A parade of witnesses tried to establish insanity in Jack’s behavior. C. J. Kegel of Tyrone, who had hired Jack as a clerk, had fired him because of mental instability. In particular he told a story that Jack had ran into the store and asked to be released because he had just agreed to leave at once for Australia with a man he had met. John Wigton of Franklinville reported that Jack liked to wear his working clothes on Sunday and his best suit on Monday, among other peculiarities. James Morrow of Tyrone reported that once he and Anson Laporte took Jack back to Anson’s room at the Eagle Hotel in Tyrone and that Jack, who was drunk, broke the lock on the door in trying to get out. But the next morning he didn’t remember anything about it. Minnie Waddle and Dr. Piper both testified about occasions when Jack seemed dazed and confused but not drunk.
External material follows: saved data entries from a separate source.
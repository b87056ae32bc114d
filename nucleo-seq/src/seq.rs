//! Generic validated sequence type.
//!
//! [`ValidatedSeq<A>`] is a newtype over `Vec<u8>` parameterized by an
//! [`Alphabet`] marker type. Construction uppercases and validates every byte,
//! so every transform on a constructed sequence is total. Sequences are
//! immutable; transforms return new sequences.

use std::fmt;
use std::hash::{Hash, Hasher};
use std::marker::PhantomData;
use std::ops::Deref;

use nucleo_core::{ContentAddressable, NucleoError, Sequence, Summarizable};

use crate::alphabet::Alphabet;

/// A validated nucleotide sequence parameterized by its alphabet.
///
/// `ValidatedSeq<DnaAlphabet>` is a DNA sequence, `ValidatedSeq<RnaAlphabet>`
/// is RNA. The inner bytes are always uppercase members of the alphabet.
#[derive(Clone)]
pub struct ValidatedSeq<A: Alphabet> {
    data: Vec<u8>,
    _alphabet: PhantomData<A>,
}

impl<A: Alphabet> ValidatedSeq<A> {
    /// Create a new validated sequence from raw bytes.
    ///
    /// Input is uppercased, then every byte is checked against the alphabet.
    /// The first byte outside the alphabet is reported as
    /// [`NucleoError::InvalidSymbol`].
    pub fn new(bytes: impl AsRef<[u8]>) -> nucleo_core::Result<Self> {
        let data: Vec<u8> = bytes.as_ref().iter().map(|b| b.to_ascii_uppercase()).collect();
        if let Some(position) = data.iter().position(|&b| !A::is_valid(b)) {
            let symbol = char::from(bytes.as_ref()[position]);
            log::debug!(
                "rejecting {} sequence of length {}: {:?} at position {}",
                A::NAME,
                data.len(),
                symbol,
                position
            );
            return Err(NucleoError::InvalidSymbol {
                alphabet: A::NAME,
                symbol,
                position,
            });
        }
        Ok(Self::from_validated(data))
    }

    /// Create a sequence from pre-validated bytes, skipping validation.
    ///
    /// Caller must guarantee all bytes are valid uppercase members of `A`.
    pub(crate) fn from_validated(data: Vec<u8>) -> Self {
        Self {
            data,
            _alphabet: PhantomData,
        }
    }

    /// Return the base-pairing complement, optionally reversed.
    ///
    /// With `reverse`, output index `i` holds the complement of input index
    /// `len - 1 - i`.
    pub(crate) fn complemented(&self, reverse: bool) -> Self {
        let data: Vec<u8> = if reverse {
            self.data.iter().rev().map(|&b| A::complement(b)).collect()
        } else {
            self.data.iter().map(|&b| A::complement(b)).collect()
        };
        Self::from_validated(data)
    }

    /// Copy of the sequence with the first `offset` bases dropped.
    ///
    /// Clamped: an offset at or past the end yields an empty sequence.
    pub fn skip(&self, offset: usize) -> Self {
        let tail = self.data.get(offset..).unwrap_or_default();
        Self::from_validated(tail.to_vec())
    }

    /// Consume the sequence and return the inner byte vector.
    pub fn into_bytes(self) -> Vec<u8> {
        self.data
    }

    /// The sequence as a string slice.
    pub fn as_str(&self) -> &str {
        std::str::from_utf8(&self.data).unwrap_or("???")
    }
}

impl<A: Alphabet> Deref for ValidatedSeq<A> {
    type Target = [u8];

    fn deref(&self) -> &[u8] {
        &self.data
    }
}

impl<A: Alphabet> AsRef<[u8]> for ValidatedSeq<A> {
    fn as_ref(&self) -> &[u8] {
        &self.data
    }
}

impl<A: Alphabet> Sequence for ValidatedSeq<A> {
    fn as_bytes(&self) -> &[u8] {
        &self.data
    }
}

impl<A: Alphabet> ContentAddressable for ValidatedSeq<A> {
    fn content_hash(&self) -> String {
        nucleo_core::hash::sha256(&self.data)
    }
}

impl<A: Alphabet> Summarizable for ValidatedSeq<A> {
    fn summary(&self) -> String {
        let preview_len = self.data.len().min(20);
        let preview = std::str::from_utf8(&self.data[..preview_len]).unwrap_or("???");
        if self.data.len() > 20 {
            format!("{} sequence ({} bp): {}...", A::NAME, self.data.len(), preview)
        } else {
            format!("{} sequence ({} bp): {}", A::NAME, self.data.len(), preview)
        }
    }
}

impl<A: Alphabet> fmt::Debug for ValidatedSeq<A> {
    fn fmt(&self, f: &mut fmt::Formatter<'_>) -> fmt::Result {
        write!(f, "{}(\"{}\")", A::NAME, self.as_str())
    }
}

impl<A: Alphabet> fmt::Display for ValidatedSeq<A> {
    fn fmt(&self, f: &mut fmt::Formatter<'_>) -> fmt::Result {
        f.write_str(self.as_str())
    }
}

impl<A: Alphabet> std::str::FromStr for ValidatedSeq<A> {
    type Err = NucleoError;

    fn from_str(s: &str) -> nucleo_core::Result<Self> {
        Self::new(s)
    }
}

impl<A: Alphabet> PartialEq for ValidatedSeq<A> {
    fn eq(&self, other: &Self) -> bool {
        self.data == other.data
    }
}

impl<A: Alphabet> Eq for ValidatedSeq<A> {}

impl<A: Alphabet> Hash for ValidatedSeq<A> {
    fn hash<H: Hasher>(&self, state: &mut H) {
        self.data.hash(state);
    }
}

#[cfg(feature = "serde")]
impl<A: Alphabet> serde::Serialize for ValidatedSeq<A> {
    fn serialize<S: serde::Serializer>(&self, serializer: S) -> std::result::Result<S::Ok, S::Error> {
        let s = std::str::from_utf8(&self.data).map_err(serde::ser::Error::custom)?;
        serializer.serialize_str(s)
    }
}

#[cfg(feature = "serde")]
impl<'de, A: Alphabet> serde::Deserialize<'de> for ValidatedSeq<A> {
    fn deserialize<D: serde::Deserializer<'de>>(deserializer: D) -> std::result::Result<Self, D::Error> {
        let s = String::deserialize(deserializer)?;
        Self::new(s.as_bytes()).map_err(serde::de::Error::custom)
    }
}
On one of these he said to Minnie, “What is the use in our living? We had both better be dead.”

At the same time the defense tried to show that Jack had a good reputation. W. Fisk Conrad Esq. of Tyrone testified that he had known Jack since he was ten years old and had always considered him a model citizen. James Shultz, manager of the Shoenberger mines, testified that LaPorte had an excellent reputation at the mines, while Irvin was quarrelsome and had been discharged three times for disobeying orders.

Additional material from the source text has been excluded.